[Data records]
►
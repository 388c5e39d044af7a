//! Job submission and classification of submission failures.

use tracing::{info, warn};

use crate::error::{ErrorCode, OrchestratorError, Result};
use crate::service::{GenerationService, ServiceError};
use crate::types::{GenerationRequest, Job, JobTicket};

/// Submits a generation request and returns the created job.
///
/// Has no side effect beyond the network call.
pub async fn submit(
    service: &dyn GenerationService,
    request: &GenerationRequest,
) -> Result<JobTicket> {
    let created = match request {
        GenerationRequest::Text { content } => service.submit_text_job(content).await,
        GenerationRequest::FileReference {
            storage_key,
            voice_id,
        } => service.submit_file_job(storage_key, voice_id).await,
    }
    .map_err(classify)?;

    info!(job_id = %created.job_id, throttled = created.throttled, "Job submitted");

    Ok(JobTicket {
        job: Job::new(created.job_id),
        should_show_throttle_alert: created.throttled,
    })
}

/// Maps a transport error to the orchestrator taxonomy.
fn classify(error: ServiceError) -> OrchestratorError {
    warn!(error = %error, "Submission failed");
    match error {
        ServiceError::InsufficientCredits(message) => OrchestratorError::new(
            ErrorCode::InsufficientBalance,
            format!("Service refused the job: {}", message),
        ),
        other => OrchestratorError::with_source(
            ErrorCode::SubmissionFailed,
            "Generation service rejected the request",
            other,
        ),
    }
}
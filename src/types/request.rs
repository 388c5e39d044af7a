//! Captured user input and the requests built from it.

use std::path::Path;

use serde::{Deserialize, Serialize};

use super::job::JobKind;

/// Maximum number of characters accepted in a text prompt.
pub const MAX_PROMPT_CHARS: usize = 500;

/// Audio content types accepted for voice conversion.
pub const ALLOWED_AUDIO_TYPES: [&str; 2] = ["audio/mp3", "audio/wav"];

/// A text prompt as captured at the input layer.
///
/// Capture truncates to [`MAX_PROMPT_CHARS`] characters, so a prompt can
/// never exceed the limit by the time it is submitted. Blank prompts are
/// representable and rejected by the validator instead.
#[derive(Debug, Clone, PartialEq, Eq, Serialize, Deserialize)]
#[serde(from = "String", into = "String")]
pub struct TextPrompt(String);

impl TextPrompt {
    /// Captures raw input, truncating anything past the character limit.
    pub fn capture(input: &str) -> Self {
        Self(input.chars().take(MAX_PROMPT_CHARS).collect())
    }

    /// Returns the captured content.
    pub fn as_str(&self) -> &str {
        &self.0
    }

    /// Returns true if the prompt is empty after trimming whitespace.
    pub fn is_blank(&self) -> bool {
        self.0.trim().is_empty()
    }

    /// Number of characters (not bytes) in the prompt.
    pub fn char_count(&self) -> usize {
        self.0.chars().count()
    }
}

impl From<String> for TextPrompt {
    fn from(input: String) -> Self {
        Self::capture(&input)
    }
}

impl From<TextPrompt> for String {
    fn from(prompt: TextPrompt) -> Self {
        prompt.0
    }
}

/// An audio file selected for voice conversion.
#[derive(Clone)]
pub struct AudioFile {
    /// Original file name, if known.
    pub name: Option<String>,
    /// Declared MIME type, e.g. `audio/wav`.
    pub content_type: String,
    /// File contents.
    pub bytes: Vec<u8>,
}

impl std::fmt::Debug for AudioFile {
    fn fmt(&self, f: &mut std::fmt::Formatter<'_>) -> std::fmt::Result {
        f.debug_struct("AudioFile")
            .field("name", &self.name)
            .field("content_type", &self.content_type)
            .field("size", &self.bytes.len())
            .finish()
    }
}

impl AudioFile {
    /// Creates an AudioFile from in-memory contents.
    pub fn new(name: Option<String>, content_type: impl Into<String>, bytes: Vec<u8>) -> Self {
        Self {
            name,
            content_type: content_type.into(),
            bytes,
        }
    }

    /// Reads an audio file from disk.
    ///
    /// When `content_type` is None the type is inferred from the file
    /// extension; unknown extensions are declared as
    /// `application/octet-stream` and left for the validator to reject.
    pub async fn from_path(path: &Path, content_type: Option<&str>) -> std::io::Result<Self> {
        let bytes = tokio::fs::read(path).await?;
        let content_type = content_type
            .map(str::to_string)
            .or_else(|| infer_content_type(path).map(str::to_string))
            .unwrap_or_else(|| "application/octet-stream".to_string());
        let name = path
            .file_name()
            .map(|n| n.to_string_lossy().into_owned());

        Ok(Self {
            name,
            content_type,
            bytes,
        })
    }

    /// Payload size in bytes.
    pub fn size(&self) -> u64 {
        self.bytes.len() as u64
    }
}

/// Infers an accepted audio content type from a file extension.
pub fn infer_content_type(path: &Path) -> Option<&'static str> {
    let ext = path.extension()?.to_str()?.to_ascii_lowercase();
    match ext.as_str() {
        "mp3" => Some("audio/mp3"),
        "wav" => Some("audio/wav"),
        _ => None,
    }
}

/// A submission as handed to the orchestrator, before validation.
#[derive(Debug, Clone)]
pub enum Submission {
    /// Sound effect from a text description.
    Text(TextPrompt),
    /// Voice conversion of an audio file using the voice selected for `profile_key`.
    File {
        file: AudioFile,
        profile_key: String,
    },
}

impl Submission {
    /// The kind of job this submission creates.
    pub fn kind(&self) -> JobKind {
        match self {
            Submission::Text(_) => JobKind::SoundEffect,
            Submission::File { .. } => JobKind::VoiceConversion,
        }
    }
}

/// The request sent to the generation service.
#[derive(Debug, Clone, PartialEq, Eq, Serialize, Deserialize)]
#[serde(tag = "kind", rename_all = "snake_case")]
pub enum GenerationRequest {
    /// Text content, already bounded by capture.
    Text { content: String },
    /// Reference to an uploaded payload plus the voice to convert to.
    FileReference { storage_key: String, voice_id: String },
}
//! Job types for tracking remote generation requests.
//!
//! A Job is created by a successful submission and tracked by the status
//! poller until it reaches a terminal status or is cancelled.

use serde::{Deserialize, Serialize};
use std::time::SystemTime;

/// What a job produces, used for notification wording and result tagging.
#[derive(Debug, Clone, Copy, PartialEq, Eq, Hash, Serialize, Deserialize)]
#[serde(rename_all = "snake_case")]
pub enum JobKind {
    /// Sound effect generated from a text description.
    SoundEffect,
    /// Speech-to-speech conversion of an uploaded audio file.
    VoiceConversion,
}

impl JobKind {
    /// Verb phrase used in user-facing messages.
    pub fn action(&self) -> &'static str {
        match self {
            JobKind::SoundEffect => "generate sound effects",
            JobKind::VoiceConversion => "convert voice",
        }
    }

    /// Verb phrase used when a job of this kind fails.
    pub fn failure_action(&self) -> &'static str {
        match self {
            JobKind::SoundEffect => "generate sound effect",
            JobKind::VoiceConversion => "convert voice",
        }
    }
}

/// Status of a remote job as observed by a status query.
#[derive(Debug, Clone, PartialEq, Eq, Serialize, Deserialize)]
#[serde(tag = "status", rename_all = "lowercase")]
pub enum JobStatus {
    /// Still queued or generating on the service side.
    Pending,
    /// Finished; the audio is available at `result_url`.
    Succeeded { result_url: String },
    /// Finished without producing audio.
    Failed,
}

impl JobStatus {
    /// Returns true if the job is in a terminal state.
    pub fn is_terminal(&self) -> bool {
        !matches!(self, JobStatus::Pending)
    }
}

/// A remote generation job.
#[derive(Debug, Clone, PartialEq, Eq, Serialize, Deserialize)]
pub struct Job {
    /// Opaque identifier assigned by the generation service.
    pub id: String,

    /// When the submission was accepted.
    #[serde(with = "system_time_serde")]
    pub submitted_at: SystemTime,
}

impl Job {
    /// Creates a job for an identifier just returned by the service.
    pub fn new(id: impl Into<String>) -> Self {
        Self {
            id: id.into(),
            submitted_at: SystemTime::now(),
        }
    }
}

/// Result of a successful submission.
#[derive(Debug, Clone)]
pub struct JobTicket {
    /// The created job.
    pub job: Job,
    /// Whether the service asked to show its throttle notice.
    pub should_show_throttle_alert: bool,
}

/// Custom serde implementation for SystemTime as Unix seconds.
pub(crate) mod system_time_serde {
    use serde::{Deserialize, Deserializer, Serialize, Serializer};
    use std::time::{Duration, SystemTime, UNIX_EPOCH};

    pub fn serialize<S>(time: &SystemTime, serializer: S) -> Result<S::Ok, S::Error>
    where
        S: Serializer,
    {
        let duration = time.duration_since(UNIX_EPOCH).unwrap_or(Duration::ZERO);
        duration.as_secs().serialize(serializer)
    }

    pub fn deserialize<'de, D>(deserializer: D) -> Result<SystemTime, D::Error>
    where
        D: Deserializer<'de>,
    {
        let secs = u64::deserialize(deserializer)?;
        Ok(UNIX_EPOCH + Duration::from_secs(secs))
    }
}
◄
▶ **Work instructions**
Reply with one number, the count of lines in the records that include the word "Pending".

▶ **Reply**
2